§ **Directions for this task**
Restate, word for word, the lines from the opening line of the data through the line containing "use utoipa::ToSchema;", both included, and nothing else.

(Stored data)
++++++++
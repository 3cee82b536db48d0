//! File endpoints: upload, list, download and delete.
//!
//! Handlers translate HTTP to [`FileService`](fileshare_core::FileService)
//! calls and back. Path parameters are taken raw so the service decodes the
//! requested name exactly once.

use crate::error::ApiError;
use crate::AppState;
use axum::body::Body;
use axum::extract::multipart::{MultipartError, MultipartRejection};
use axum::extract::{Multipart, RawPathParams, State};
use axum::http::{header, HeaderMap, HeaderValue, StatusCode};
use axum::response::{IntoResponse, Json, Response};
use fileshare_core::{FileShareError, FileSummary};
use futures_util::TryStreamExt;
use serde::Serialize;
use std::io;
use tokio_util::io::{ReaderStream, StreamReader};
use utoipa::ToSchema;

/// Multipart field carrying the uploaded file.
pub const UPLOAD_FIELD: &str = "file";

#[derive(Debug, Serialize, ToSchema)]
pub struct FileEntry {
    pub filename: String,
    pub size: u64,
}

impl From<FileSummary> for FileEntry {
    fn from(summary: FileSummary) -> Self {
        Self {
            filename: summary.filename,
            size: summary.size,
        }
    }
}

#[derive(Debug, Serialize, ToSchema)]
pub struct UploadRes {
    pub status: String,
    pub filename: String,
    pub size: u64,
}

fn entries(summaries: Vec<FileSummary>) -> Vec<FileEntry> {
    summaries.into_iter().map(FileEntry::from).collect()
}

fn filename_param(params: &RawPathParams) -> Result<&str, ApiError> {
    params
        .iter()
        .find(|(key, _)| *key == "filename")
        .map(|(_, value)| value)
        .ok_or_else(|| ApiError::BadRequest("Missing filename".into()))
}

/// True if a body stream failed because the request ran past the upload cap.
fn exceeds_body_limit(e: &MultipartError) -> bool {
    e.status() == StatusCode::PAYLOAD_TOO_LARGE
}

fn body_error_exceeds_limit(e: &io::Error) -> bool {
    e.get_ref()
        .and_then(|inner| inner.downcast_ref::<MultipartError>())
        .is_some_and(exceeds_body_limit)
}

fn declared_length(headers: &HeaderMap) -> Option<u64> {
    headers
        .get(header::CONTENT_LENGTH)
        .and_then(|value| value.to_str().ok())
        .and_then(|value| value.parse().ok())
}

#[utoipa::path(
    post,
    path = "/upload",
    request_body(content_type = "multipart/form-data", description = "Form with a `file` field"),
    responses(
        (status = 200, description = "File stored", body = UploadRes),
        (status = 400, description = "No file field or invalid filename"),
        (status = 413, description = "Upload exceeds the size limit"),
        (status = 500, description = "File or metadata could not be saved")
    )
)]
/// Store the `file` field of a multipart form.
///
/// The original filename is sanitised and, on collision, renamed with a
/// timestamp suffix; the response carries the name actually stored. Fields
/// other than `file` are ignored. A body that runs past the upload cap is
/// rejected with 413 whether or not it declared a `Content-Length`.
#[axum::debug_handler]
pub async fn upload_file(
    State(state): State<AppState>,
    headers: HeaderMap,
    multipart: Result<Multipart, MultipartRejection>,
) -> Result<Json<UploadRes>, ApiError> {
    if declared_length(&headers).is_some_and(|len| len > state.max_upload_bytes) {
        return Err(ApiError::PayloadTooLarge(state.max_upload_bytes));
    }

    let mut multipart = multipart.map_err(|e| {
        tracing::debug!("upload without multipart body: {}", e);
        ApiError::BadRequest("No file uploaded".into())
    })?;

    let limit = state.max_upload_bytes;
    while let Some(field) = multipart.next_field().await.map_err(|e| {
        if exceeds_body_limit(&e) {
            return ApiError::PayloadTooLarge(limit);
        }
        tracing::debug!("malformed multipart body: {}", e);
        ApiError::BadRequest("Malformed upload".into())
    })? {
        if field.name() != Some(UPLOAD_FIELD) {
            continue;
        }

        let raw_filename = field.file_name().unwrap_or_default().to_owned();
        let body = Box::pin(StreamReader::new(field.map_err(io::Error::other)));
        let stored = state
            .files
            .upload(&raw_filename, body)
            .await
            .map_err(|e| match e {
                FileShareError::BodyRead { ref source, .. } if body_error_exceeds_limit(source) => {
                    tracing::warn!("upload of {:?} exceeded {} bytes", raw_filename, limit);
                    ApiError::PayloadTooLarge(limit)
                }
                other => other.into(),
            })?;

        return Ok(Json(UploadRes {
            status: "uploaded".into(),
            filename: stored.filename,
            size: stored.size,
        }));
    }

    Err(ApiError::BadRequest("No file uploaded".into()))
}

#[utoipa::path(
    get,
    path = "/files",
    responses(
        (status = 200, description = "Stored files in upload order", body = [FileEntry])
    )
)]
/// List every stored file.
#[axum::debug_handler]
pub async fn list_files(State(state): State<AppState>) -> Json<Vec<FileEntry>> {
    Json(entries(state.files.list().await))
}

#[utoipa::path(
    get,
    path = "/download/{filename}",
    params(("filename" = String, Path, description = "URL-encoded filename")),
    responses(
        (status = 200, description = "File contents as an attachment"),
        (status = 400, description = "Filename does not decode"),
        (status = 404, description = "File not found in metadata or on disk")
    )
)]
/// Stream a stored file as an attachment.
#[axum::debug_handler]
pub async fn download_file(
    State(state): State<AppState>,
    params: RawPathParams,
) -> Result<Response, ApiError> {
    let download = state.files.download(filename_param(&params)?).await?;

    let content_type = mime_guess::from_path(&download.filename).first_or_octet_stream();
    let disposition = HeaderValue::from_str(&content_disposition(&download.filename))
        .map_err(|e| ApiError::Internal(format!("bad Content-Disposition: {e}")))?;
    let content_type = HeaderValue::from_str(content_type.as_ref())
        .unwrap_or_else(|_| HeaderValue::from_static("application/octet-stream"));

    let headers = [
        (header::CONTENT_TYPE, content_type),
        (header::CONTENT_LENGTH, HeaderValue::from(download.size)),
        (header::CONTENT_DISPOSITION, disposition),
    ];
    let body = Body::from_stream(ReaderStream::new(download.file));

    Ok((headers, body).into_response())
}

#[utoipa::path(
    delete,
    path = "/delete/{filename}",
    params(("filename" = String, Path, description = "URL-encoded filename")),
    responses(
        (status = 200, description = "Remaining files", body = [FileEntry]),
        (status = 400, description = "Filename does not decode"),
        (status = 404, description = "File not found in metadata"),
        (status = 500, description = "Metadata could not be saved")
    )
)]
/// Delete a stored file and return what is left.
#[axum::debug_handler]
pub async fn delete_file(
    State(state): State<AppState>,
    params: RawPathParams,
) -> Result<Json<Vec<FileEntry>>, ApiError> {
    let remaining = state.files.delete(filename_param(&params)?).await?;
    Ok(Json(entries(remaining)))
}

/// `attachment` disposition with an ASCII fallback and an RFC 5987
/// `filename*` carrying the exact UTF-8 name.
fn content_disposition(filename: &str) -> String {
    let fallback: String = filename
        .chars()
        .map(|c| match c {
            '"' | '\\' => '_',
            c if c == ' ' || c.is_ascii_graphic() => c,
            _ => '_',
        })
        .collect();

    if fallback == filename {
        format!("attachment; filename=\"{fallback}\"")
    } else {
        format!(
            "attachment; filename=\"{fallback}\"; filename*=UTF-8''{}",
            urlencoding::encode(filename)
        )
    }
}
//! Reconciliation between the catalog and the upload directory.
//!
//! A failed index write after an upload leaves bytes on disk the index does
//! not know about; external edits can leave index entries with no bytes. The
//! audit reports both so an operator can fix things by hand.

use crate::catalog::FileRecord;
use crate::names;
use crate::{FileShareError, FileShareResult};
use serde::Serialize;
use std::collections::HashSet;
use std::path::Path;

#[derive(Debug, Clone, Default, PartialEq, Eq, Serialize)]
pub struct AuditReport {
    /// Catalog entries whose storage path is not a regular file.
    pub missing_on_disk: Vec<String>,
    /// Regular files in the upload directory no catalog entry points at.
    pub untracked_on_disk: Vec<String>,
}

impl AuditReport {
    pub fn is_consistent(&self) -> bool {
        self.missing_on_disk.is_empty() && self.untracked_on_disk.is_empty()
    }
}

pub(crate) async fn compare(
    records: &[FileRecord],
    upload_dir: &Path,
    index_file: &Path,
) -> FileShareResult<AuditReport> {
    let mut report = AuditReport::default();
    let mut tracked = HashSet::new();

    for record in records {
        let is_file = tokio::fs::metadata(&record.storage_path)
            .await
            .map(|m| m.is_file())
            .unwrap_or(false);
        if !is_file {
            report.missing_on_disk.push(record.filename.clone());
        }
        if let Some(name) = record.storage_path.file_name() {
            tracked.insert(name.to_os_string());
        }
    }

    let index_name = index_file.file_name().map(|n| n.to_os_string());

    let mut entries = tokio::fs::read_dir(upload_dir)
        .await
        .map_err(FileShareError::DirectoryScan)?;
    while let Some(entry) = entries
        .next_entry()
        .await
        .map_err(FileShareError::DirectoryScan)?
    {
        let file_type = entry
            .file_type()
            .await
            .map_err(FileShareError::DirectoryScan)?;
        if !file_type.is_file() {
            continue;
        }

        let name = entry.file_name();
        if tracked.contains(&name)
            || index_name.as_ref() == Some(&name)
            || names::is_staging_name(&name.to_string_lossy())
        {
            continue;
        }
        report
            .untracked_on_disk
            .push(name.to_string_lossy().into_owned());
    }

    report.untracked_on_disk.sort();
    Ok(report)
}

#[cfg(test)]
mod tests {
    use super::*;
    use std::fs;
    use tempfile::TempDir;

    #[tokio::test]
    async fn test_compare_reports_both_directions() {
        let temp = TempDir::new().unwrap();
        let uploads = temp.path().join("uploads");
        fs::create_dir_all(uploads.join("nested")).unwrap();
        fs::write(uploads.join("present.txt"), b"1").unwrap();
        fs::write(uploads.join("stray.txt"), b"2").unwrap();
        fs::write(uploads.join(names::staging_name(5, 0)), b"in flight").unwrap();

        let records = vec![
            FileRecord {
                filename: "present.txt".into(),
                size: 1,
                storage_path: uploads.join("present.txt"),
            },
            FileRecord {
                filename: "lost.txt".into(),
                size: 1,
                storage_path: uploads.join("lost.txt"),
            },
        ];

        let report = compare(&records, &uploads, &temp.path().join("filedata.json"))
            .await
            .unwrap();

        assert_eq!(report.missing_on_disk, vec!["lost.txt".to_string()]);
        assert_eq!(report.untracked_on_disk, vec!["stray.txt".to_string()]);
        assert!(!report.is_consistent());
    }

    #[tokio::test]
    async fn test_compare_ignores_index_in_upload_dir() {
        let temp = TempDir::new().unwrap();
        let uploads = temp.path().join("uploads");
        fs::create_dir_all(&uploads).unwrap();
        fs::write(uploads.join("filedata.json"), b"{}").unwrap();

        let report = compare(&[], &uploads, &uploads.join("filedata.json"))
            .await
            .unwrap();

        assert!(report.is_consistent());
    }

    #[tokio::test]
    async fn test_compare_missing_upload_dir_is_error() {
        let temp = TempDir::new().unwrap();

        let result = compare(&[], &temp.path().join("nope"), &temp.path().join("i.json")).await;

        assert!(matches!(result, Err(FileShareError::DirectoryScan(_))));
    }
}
++++++++
§ **Solved exercise**
repository 3cee82b536db48d0
//! File endpoints: upload, list, download and delete.
//!
//! Handlers translate HTTP to [`FileService`](fileshare_core::FileService)
//! calls and back. Path parameters are taken raw so the service decodes the
//! requested name exactly once.

use crate::error::ApiError;
use crate::AppState;
use axum::body::Body;
use axum::extract::multipart::{MultipartError, MultipartRejection};
use axum::extract::{Multipart, RawPathParams, State};
use axum::http::{header, HeaderMap, HeaderValue, StatusCode};
use axum::response::{IntoResponse, Json, Response};
use fileshare_core::{FileShareError, FileSummary};
use futures_util::TryStreamExt;
use serde::Serialize;
use std::io;
use tokio_util::io::{ReaderStream, StreamReader};
use utoipa::ToSchema;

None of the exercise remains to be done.